<<<<

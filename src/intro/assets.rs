use std::path::{Path, PathBuf};

use super::targets::Element;

/// Images the intro expects the host to serve, as absolute web paths.
pub fn required_assets() -> Vec<&'static str> {
    Element::ALL.iter().filter_map(|e| e.asset_path()).collect()
}

/// Required images missing under `public_root` (the directory the web paths
/// are served from).
pub fn missing_assets(public_root: &Path) -> Vec<PathBuf> {
    required_assets()
        .into_iter()
        .map(|web| public_root.join(web.trim_start_matches('/')))
        .filter(|path| !path.is_file())
        .collect()
}

#[cfg(test)]
mod tests {
    use super::*;
    use tempfile::TempDir;

    #[test]
    fn lists_bull_and_full_logo() {
        assert_eq!(required_assets(), vec!["/karion-bull.png", "/karion-full-logo.png"]);
    }

    #[test]
    fn reports_only_absent_files() {
        let dir = TempDir::new().unwrap();
        assert_eq!(missing_assets(dir.path()).len(), 2);

        std::fs::write(dir.path().join("karion-bull.png"), b"png").unwrap();
        assert_eq!(missing_assets(dir.path()), vec![dir.path().join("karion-full-logo.png")]);

        std::fs::write(dir.path().join("karion-full-logo.png"), b"png").unwrap();
        assert!(missing_assets(dir.path()).is_empty());
    }
}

>>>>

## [PROBLEM]
Only lines with the string "karion" are wanted; please find each one in the listing and copy it.

## [SOLUTION TO THIS TASK]
        assert_eq!(required_assets(), vec!["/karion-bull.png", "/karion-full-logo.png"]);
        std::fs::write(dir.path().join("karion-bull.png"), b"png").unwrap();
        assert_eq!(missing_assets(dir.path()), vec![dir.path().join("karion-full-logo.png")]);
        std::fs::write(dir.path().join("karion-full-logo.png"), b"png").unwrap();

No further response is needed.